*** Opening INPUT MATERIAL ***

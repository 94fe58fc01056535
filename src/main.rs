use std::path::{Path, PathBuf};

use anyhow::Result;
use clap::{Args, Parser, Subcommand};
use colored::Colorize;
use tracing::info;

use diasem::assoc::Measure;
use diasem::config::Config;
use diasem::corpus::fnames::FileLists;
use diasem::corpus::reader::CorpusReader;
use diasem::matrix::TypeTokenMatrix;
use diasem::pipeline::model::ModelOptions;
use diasem::token_level::distance::Metric;
use diasem::token_level::vectors::Composition;
use diasem::variants::{LemmaMarginal, VariantSet};
use diasem::vocab::Vocab;

/// diasem: token-level distributional models of spelling variants.
///
/// Builds frequency lists and co-occurrence matrices per historical
/// subcorpus, then token vectors and token distances for the variants of
/// the lemmas under study.
#[derive(Parser)]
#[command(name = "diasem", version, about)]
struct Cli {
    /// Settings file (dotenv format). Defaults to ./.env when present.
    #[arg(long, global = true)]
    config: Option<PathBuf>,

    #[command(subcommand)]
    command: Commands,
}

#[derive(Subcommand)]
enum Commands {
    /// Build the frequency list of every period
    Freq,

    /// Build co-occurrence matrices for every modelled period and window
    Colloc,

    /// List candidate spellings of the lemmas for manual checking
    Candidates {
        /// Period whose frequency list is searched (default: DIASEM_MODEL_PERIOD)
        #[arg(long)]
        period: Option<String>,
    },

    /// Build the token-level model of one period
    Model(ModelArgs),

    /// Run every stage in order: freq, colloc, candidates, model
    Run(ModelArgs),

    /// Summarize a saved frequency list (.freq) or matrix (.pac)
    Inspect {
        path: PathBuf,

        /// Number of rows to preview
        #[arg(long, default_value = "10")]
        rows: usize,
    },

    /// Show which pipeline outputs exist
    Status,
}

#[derive(Args)]
struct ModelArgs {
    /// Period to model (default: DIASEM_MODEL_PERIOD)
    #[arg(long)]
    period: Option<String>,

    /// Number of tokens to sample (default: DIASEM_SAMPLE_SIZE)
    #[arg(long)]
    sample_size: Option<usize>,

    /// Random seed for the sample (default: DIASEM_SEED)
    #[arg(long)]
    seed: Option<u64>,

    /// Association measure (default: DIASEM_MEASURE)
    #[arg(long, value_enum)]
    measure: Option<Measure>,

    /// Distance metric (default: DIASEM_METRIC)
    #[arg(long, value_enum)]
    metric: Option<Metric>,

    /// Row marginal for lemma rows (default: DIASEM_LEMMA_MARGINAL)
    #[arg(long, value_enum)]
    lemma_marginal: Option<LemmaMarginal>,

    /// How weighted second-order vectors are combined
    #[arg(long, value_enum, default_value = "sum")]
    composition: Composition,
}

impl ModelArgs {
    fn options(&self, config: &Config) -> ModelOptions {
        let mut options = ModelOptions::from_config(config);
        if let Some(period) = &self.period {
            options.period = period.clone();
        }
        if let Some(size) = self.sample_size {
            options.sample_size = size;
        }
        if let Some(seed) = self.seed {
            options.seed = seed;
        }
        if let Some(measure) = self.measure {
            options.measure = measure;
        }
        if let Some(mode) = self.lemma_marginal {
            options.lemma_marginal = mode;
        }
        if let Some(metric) = self.metric {
            options.metric = metric;
        }
        options.composition = self.composition;
        options
    }
}

fn main() -> Result<()> {
    let cli = Cli::parse();

    // Set up structured logging
    tracing_subscriber::fmt()
        .with_env_filter(
            tracing_subscriber::EnvFilter::try_from_default_env()
                .unwrap_or_else(|_| tracing_subscriber::EnvFilter::new("diasem=info")),
        )
        .init();

    let config = Config::load(cli.config.as_deref())?;

    match cli.command {
        Commands::Freq => {
            let (reader, lists) = open_corpus(&config)?;
            let vocabs = diasem::pipeline::freq::run(&config, &reader, &lists)?;
            for (period, vocab) in &vocabs {
                diasem::output::terminal::display_vocab(&format!("Period {period}"), vocab, 5);
            }
            println!("\n{}", "Frequency lists saved.".bold());
        }

        Commands::Colloc => {
            let (reader, lists) = open_corpus(&config)?;
            let written = diasem::pipeline::colloc::run(&config, &reader, &lists)?;
            println!("\n{}", "Co-occurrence matrices saved.".bold());
            for path in &written {
                println!("  {}", path.display().to_string().dimmed());
            }
        }

        Commands::Candidates { period } => {
            let set = VariantSet::load_or_default(config.variants_path.as_deref())?;
            let period = period.unwrap_or_else(|| config.model_period.clone());
            let candidates = diasem::pipeline::candidates::run(&config, &set, &period)?;
            diasem::output::terminal::display_candidates(&candidates);
            println!(
                "\nWorklist saved to: {}",
                config.candidates_path().display().to_string().bold()
            );
        }

        Commands::Model(args) => {
            let options = args.options(&config);
            run_model(&config, &options)?;
        }

        Commands::Run(args) => {
            let options = args.options(&config);
            let (reader, lists) = open_corpus(&config)?;

            println!("{}", "[1/4] Frequency lists".bold());
            diasem::pipeline::freq::run(&config, &reader, &lists)?;

            println!("{}", "[2/4] Co-occurrence matrices".bold());
            diasem::pipeline::colloc::run(&config, &reader, &lists)?;

            println!("{}", "[3/4] Candidate spellings".bold());
            let set = VariantSet::load_or_default(config.variants_path.as_deref())?;
            diasem::pipeline::candidates::run(&config, &set, &options.period)?;

            println!("{}", "[4/4] Token-level model".bold());
            run_model(&config, &options)?;
        }

        Commands::Inspect { path, rows } => inspect(&path, rows)?,

        Commands::Status => diasem::status::show(&config),
    }

    Ok(())
}

/// Validate the corpus settings and load the filename lists.
fn open_corpus(config: &Config) -> Result<(CorpusReader, FileLists)> {
    config.require_corpus()?;
    let reader = CorpusReader::from_config(config)?;
    let lists = FileLists::load(config)?;
    Ok((reader, lists))
}

fn run_model(config: &Config, options: &ModelOptions) -> Result<()> {
    let (reader, lists) = open_corpus(config)?;
    let set = VariantSet::load_or_default(config.variants_path.as_deref())?;
    info!(
        period = options.period.as_str(),
        lemmas = set.lemmas.len(),
        "Building token-level model"
    );

    println!("Building token-level model for period {}...", options.period);
    let summary = diasem::pipeline::model::run(
        config,
        &reader,
        lists.get(&options.period)?,
        &set,
        options,
    )?;
    diasem::output::terminal::display_model_summary(&summary);
    Ok(())
}

fn inspect(path: &Path, rows: usize) -> Result<()> {
    let name = path.display().to_string();
    match path.extension().and_then(|e| e.to_str()) {
        Some("freq") => {
            let vocab = Vocab::load(path)?;
            diasem::output::terminal::display_vocab(&name, &vocab, rows);
        }
        Some("pac") => {
            let matrix = TypeTokenMatrix::load(path)?;
            diasem::output::terminal::display_matrix(&name, &matrix, rows);
        }
        _ => anyhow::bail!("Don't know how to inspect {name}: expected a .freq or .pac file"),
    }
    Ok(())
}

*** Closing INPUT MATERIAL ***

» **ABOUT THIS TASK**:
Output the complete set of records word for word.

» **ANSWER TO THE PROBLEM**:
repository 94fe58fc01056535
filename src/main.rs
use std::path::{Path, PathBuf};

use anyhow::Result;
use clap::{Args, Parser, Subcommand};
use colored::Colorize;
use tracing::info;

use diasem::assoc::Measure;
use diasem::config::Config;
use diasem::corpus::fnames::FileLists;
use diasem::corpus::reader::CorpusReader;
use diasem::matrix::TypeTokenMatrix;
use diasem::pipeline::model::ModelOptions;
use diasem::token_level::distance::Metric;
use diasem::token_level::vectors::Composition;
use diasem::variants::{LemmaMarginal, VariantSet};
use diasem::vocab::Vocab;

/// diasem: token-level distributional models of spelling variants.
///
/// Builds frequency lists and co-occurrence matrices per historical
/// subcorpus, then token vectors and token distances for the variants of
/// the lemmas under study.
#[derive(Parser)]
#[command(name = "diasem", version, about)]
struct Cli {
    /// Settings file (dotenv format). Defaults to ./.env when present.
    #[arg(long, global = true)]
    config: Option<PathBuf>,

    #[command(subcommand)]
    command: Commands,
}

#[derive(Subcommand)]
enum Commands {
    /// Build the frequency list of every period
    Freq,

    /// Build co-occurrence matrices for every modelled period and window
    Colloc,

    /// List candidate spellings of the lemmas for manual checking
    Candidates {
        /// Period whose frequency list is searched (default: DIASEM_MODEL_PERIOD)
        #[arg(long)]
        period: Option<String>,
    },

    /// Build the token-level model of one period
    Model(ModelArgs),

    /// Run every stage in order: freq, colloc, candidates, model
    Run(ModelArgs),

    /// Summarize a saved frequency list (.freq) or matrix (.pac)
    Inspect {
        path: PathBuf,

        /// Number of rows to preview
        #[arg(long, default_value = "10")]
        rows: usize,
    },

    /// Show which pipeline outputs exist
    Status,
}

#[derive(Args)]
struct ModelArgs {
    /// Period to model (default: DIASEM_MODEL_PERIOD)
    #[arg(long)]
    period: Option<String>,

    /// Number of tokens to sample (default: DIASEM_SAMPLE_SIZE)
    #[arg(long)]
    sample_size: Option<usize>,

    /// Random seed for the sample (default: DIASEM_SEED)
    #[arg(long)]
    seed: Option<u64>,

    /// Association measure (default: DIASEM_MEASURE)
    #[arg(long, value_enum)]
    measure: Option<Measure>,

    /// Distance metric (default: DIASEM_METRIC)
    #[arg(long, value_enum)]
    metric: Option<Metric>,

    /// Row marginal for lemma rows (default: DIASEM_LEMMA_MARGINAL)
    #[arg(long, value_enum)]
    lemma_marginal: Option<LemmaMarginal>,

    /// How weighted second-order vectors are combined
    #[arg(long, value_enum, default_value = "sum")]
    composition: Composition,
}

impl ModelArgs {
    fn options(&self, config: &Config) -> ModelOptions {
        let mut options = ModelOptions::from_config(config);
        if let Some(period) = &self.period {
            options.period = period.clone();
        }
        if let Some(size) = self.sample_size {
            options.sample_size = size;
        }
        if let Some(seed) = self.seed {
            options.seed = seed;
        }
        if let Some(measure) = self.measure {
            options.measure = measure;
        }
        if let Some(mode) = self.lemma_marginal {
            options.lemma_marginal = mode;
        }
        if let Some(metric) = self.metric {
            options.metric = metric;
        }
        options.composition = self.composition;
        options
    }
}

fn main() -> Result<()> {
    let cli = Cli::parse();

    // Set up structured logging
    tracing_subscriber::fmt()
        .with_env_filter(
            tracing_subscriber::EnvFilter::try_from_default_env()
                .unwrap_or_else(|_| tracing_subscriber::EnvFilter::new("diasem=info")),
        )
        .init();

    let config = Config::load(cli.config.as_deref())?;

    match cli.command {
        Commands::Freq => {
            let (reader, lists) = open_corpus(&config)?;
            let vocabs = diasem::pipeline::freq::run(&config, &reader, &lists)?;
            for (period, vocab) in &vocabs {
                diasem::output::terminal::display_vocab(&format!("Period {period}"), vocab, 5);
            }
            println!("\n{}", "Frequency lists saved.".bold());
        }

        Commands::Colloc => {
            let (reader, lists) = open_corpus(&config)?;
            let written = diasem::pipeline::colloc::run(&config, &reader, &lists)?;
            println!("\n{}", "Co-occurrence matrices saved.".bold());
            for path in &written {
                println!("  {}", path.display().to_string().dimmed());
            }
        }

        Commands::Candidates { period } => {
            let set = VariantSet::load_or_default(config.variants_path.as_deref())?;
            let period = period.unwrap_or_else(|| config.model_period.clone());
            let candidates = diasem::pipeline::candidates::run(&config, &set, &period)?;
            diasem::output::terminal::display_candidates(&candidates);
            println!(
                "\nWorklist saved to: {}",
                config.candidates_path().display().to_string().bold()
            );
        }

        Commands::Model(args) => {
            let options = args.options(&config);
            run_model(&config, &options)?;
        }

        Commands::Run(args) => {
            let options = args.options(&config);
            let (reader, lists) = open_corpus(&config)?;

            println!("{}", "[1/4] Frequency lists".bold());
            diasem::pipeline::freq::run(&config, &reader, &lists)?;

            println!("{}", "[2/4] Co-occurrence matrices".bold());
            diasem::pipeline::colloc::run(&config, &reader, &lists)?;

            println!("{}", "[3/4] Candidate spellings".bold());
            let set = VariantSet::load_or_default(config.variants_path.as_deref())?;
            diasem::pipeline::candidates::run(&config, &set, &options.period)?;

            println!("{}", "[4/4] Token-level model".bold());
            run_model(&config, &options)?;
        }

        Commands::Inspect { path, rows } => inspect(&path, rows)?,

        Commands::Status => diasem::status::show(&config),
    }

    Ok(())
}

/// Validate the corpus settings and load the filename lists.
fn open_corpus(config: &Config) -> Result<(CorpusReader, FileLists)> {
    config.require_corpus()?;
    let reader = CorpusReader::from_config(config)?;
    let lists = FileLists::load(config)?;
    Ok((reader, lists))
}

fn run_model(config: &Config, options: &ModelOptions) -> Result<()> {
    let (reader, lists) = open_corpus(config)?;
    let set = VariantSet::load_or_default(config.variants_path.as_deref())?;
    info!(
        period = options.period.as_str(),
        lemmas = set.lemmas.len(),
        "Building token-level model"
    );

    println!("Building token-level model for period {}...", options.period);
    let summary = diasem::pipeline::model::run(
        config,
        &reader,
        lists.get(&options.period)?,
        &set,
        options,
    )?;
    diasem::output::terminal::display_model_summary(&summary);
    Ok(())
}

fn inspect(path: &Path, rows: usize) -> Result<()> {
    let name = path.display().to_string();
    match path.extension().and_then(|e| e.to_str()) {
        Some("freq") => {
            let vocab = Vocab::load(path)?;
            diasem::output::terminal::display_vocab(&name, &vocab, rows);
        }
        Some("pac") => {
            let matrix = TypeTokenMatrix::load(path)?;
            diasem::output::terminal::display_matrix(&name, &matrix, rows);
        }
        _ => anyhow::bail!("Don't know how to inspect {name}: expected a .freq or .pac file"),
    }
    Ok(())
}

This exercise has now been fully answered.